Read through the entries below and return each line with the word "gazes".

··· GIVEN ENTRIES

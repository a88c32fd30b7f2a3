//! End-to-end scenarios over synthetic landmark streams

mod common;

use common::{frame, symmetric, EyePose};
use landmarks::FrameInput;
use ocular::Quadrant;
use pipeline::{OcularPipeline, PipelineConfig};
use proptest::prelude::*;
use risk_classifier::{RiskCategory, TargetTestResult};

#[test]
fn stable_fixation_stays_low_risk() {
    let mut pipeline = OcularPipeline::default();
    let mut last_fixation = 0.0;
    let mut last_output = None;

    for _ in 0..60 {
        let output = pipeline.process_frame(&FrameInput::Landmarks(symmetric(0.3, (0.02, -0.01))));
        assert!(output.sample.fixation_duration_ms > last_fixation);
        last_fixation = output.sample.fixation_duration_ms;
        assert!(!output.sample.saccade_detected);
        assert!(!output.sample.is_blink);
        last_output = Some(output);
    }

    let output = last_output.unwrap();
    assert!((output.sample.gaze_stability - 1.0).abs() < 1e-9);
    assert!((output.sample.average_openness - 0.3).abs() < 1e-9);
    assert!((0.0..=100.0).contains(&output.sample.cognitive_score));

    let assessment = output.assessment.expect("history reached the minimum");
    assert_eq!(assessment.risk_category, RiskCategory::Low);
    assert!(assessment.confidence >= 0.3 && assessment.confidence <= 0.95);
    assert!(assessment.recommendations.len() <= 6);
}

#[test]
fn erratic_movement_raises_risk() {
    let mut pipeline = OcularPipeline::default();
    let mut saccades = 0;
    let mut last_output = None;

    for i in 0..60usize {
        // Gaze jumps between two far-apart positions every other frame
        let gx = if (i / 2) % 2 == 0 { -0.3 } else { 0.3 };
        // Eyes open and close out of phase between 0.1 and 0.4
        let (lo, ro) = if i % 2 == 0 { (0.1, 0.4) } else { (0.4, 0.1) };
        let input = frame(
            EyePose { openness: lo, gaze: (gx, 0.0) },
            EyePose { openness: ro, gaze: (gx, 0.0) },
        );

        let output = pipeline.process_frame(&FrameInput::Landmarks(input));
        if output.sample.saccade_detected {
            saccades += 1;
        }
        last_output = Some(output);
    }

    let output = last_output.unwrap();
    assert!(saccades >= 2, "saccades = {saccades}");
    assert!(output.sample.gaze_stability < 0.5);

    let assessment = output.assessment.expect("history reached the minimum");
    assert!(assessment.risk_category >= RiskCategory::Medium);
}

#[test]
fn saccade_debounce_across_frames() {
    // Jumps 3 frames (50 ms) apart: only the first is flagged
    let mut pipeline = OcularPipeline::default();
    let gazes = [(0.0, 0.0), (0.3, 0.0), (0.3, 0.0), (0.3, 0.0), (-0.3, 0.0)];
    let flags: Vec<bool> = gazes
        .iter()
        .map(|&g| pipeline.process_frame(&symmetric(0.3, g).into()).sample.saccade_detected)
        .collect();
    assert_eq!(flags, vec![false, true, false, false, false]);

    // Jumps 9 frames (150 ms) apart: both flagged
    let mut pipeline = OcularPipeline::default();
    let mut flags = Vec::new();
    for i in 0..11 {
        let g = match i {
            0 => (0.0, 0.0),
            1..=9 => (0.3, 0.0),
            _ => (-0.3, 0.0),
        };
        flags.push(pipeline.process_frame(&symmetric(0.3, g).into()).sample.saccade_detected);
    }
    assert!(flags[1]);
    assert!(flags[10]);
    assert_eq!(flags.iter().filter(|&&f| f).count(), 2);
}

#[test]
fn calibration_round_trip() {
    let mut pipeline = OcularPipeline::default();
    pipeline.process_frame(&symmetric(0.3, (0.02, -0.01)).into());
    let state = pipeline.calibrate().unwrap();
    assert!((state.center.x - 0.02).abs() < 1e-9);
    assert!((state.center.y + 0.01).abs() < 1e-9);

    let output = pipeline.process_frame(&symmetric(0.3, (0.02, -0.01)).into());
    assert!((output.sample.screen_gaze.x - 0.5).abs() < 1e-9);
    assert!((output.sample.screen_gaze.y - 0.5).abs() < 1e-9);
    assert_eq!(output.sample.screen_gaze.quadrant, Quadrant::Center);
}

#[test]
fn classifier_gating_at_minimum() {
    let mut pipeline = OcularPipeline::default();
    for i in 0..29 {
        let output = pipeline.process_frame(&symmetric(0.3, (0.0, 0.0)).into());
        assert!(output.assessment.is_none(), "frame {i}");
    }

    let early = pipeline.assess();
    assert_eq!(early.risk_category, RiskCategory::Low);
    assert_eq!(early.confidence, 0.3);
    assert_eq!(early.recommendations.len(), 1);

    let output = pipeline.process_frame(&symmetric(0.3, (0.0, 0.0)).into());
    let assessment = output.assessment.expect("30th sample triggers classification");
    assert!(assessment.has_sufficient_data());
    assert_eq!(pipeline.latest_assessment(), Some(&assessment));
}

#[test]
fn no_face_ticks_do_not_enter_history() {
    let mut pipeline = OcularPipeline::default();
    for i in 0..40 {
        let input = if i % 4 == 3 {
            FrameInput::NoFace
        } else {
            symmetric(0.3, (0.0, 0.0)).into()
        };
        let output = pipeline.process_frame(&input);
        if matches!(input, FrameInput::NoFace) {
            assert!(!output.sample.face_detected);
            assert!(output.assessment.is_none());
        }
    }
    assert_eq!(pipeline.history().len(), 30);
    assert_eq!(pipeline.frames_processed(), 40);
    assert!(pipeline.history().iter().all(|s| s.face_detected));
}

#[test]
fn slow_target_test_escalates_stable_session() {
    let mut pipeline = OcularPipeline::default();
    pipeline.set_target_test(TargetTestResult::from_trials(12, vec![400.0; 12]));

    let mut last = None;
    for _ in 0..40 {
        last = pipeline.process_frame(&symmetric(0.3, (0.0, 0.0)).into()).assessment;
    }
    let assessment = last.unwrap();
    assert_eq!(assessment.risk_category, RiskCategory::Medium);
    assert!(assessment.escalated_by_test);
}

#[test]
fn reset_restarts_session() {
    let mut pipeline = OcularPipeline::default();
    for _ in 0..45 {
        pipeline.process_frame(&symmetric(0.3, (0.0, 0.0)).into());
    }
    pipeline.calibrate().unwrap();
    pipeline.reset();

    let output = pipeline.process_frame(&symmetric(0.3, (0.1, 0.0)).into());
    assert_eq!(output.sample.frame_index, 0);
    assert_eq!(output.sample.movement, 0.0);
    assert!(output.assessment.is_none());
    assert!(pipeline.calibration().is_none());
}

#[test]
fn outputs_serialize_to_json() {
    let mut pipeline = OcularPipeline::default();
    let output = pipeline.process_frame(&symmetric(0.3, (0.0, 0.0)).into());
    let json = serde_json::to_value(&output).unwrap();
    assert_eq!(json["sample"]["status"], "tracked");
    assert!(json["assessment"].is_null());
}

proptest! {
    #![proptest_config(ProptestConfig::with_cases(32))]

    #[test]
    fn history_evicts_oldest(capacity in 1usize..40, extra in 0usize..40) {
        let config = PipelineConfig {
            history_capacity: capacity,
            ..Default::default()
        };
        let mut pipeline = OcularPipeline::new(config);
        for _ in 0..capacity + extra {
            pipeline.process_frame(&symmetric(0.3, (0.0, 0.0)).into());
        }

        let indices: Vec<u64> = pipeline.history().iter().map(|s| s.frame_index).collect();
        let expected: Vec<u64> = (extra as u64..(capacity + extra) as u64).collect();
        prop_assert_eq!(pipeline.history().len(), capacity);
        prop_assert_eq!(indices, expected);
    }

    #[test]
    fn openness_and_score_stay_bounded(
        poses in proptest::collection::vec((0.0f64..0.6, -0.5f64..0.5, -0.5f64..0.5), 1..40)
    ) {
        let mut pipeline = OcularPipeline::default();
        for (openness, gx, gy) in poses {
            let output = pipeline.process_frame(&symmetric(openness, (gx, gy)).into());
            prop_assert!(output.sample.average_openness.is_finite());
            prop_assert!((0.0..=1.0).contains(&output.sample.average_openness));
            prop_assert!((0.0..=100.0).contains(&output.sample.cognitive_score));
            prop_assert!((0.0..=1.0).contains(&output.sample.gaze_stability));
            prop_assert!((0.0..=1.0).contains(&output.sample.screen_gaze.x));
        }
    }
}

······

# TASK OUTPUT
    let gazes = [(0.0, 0.0), (0.3, 0.0), (0.3, 0.0), (0.3, 0.0), (-0.3, 0.0)];
    let flags: Vec<bool> = gazes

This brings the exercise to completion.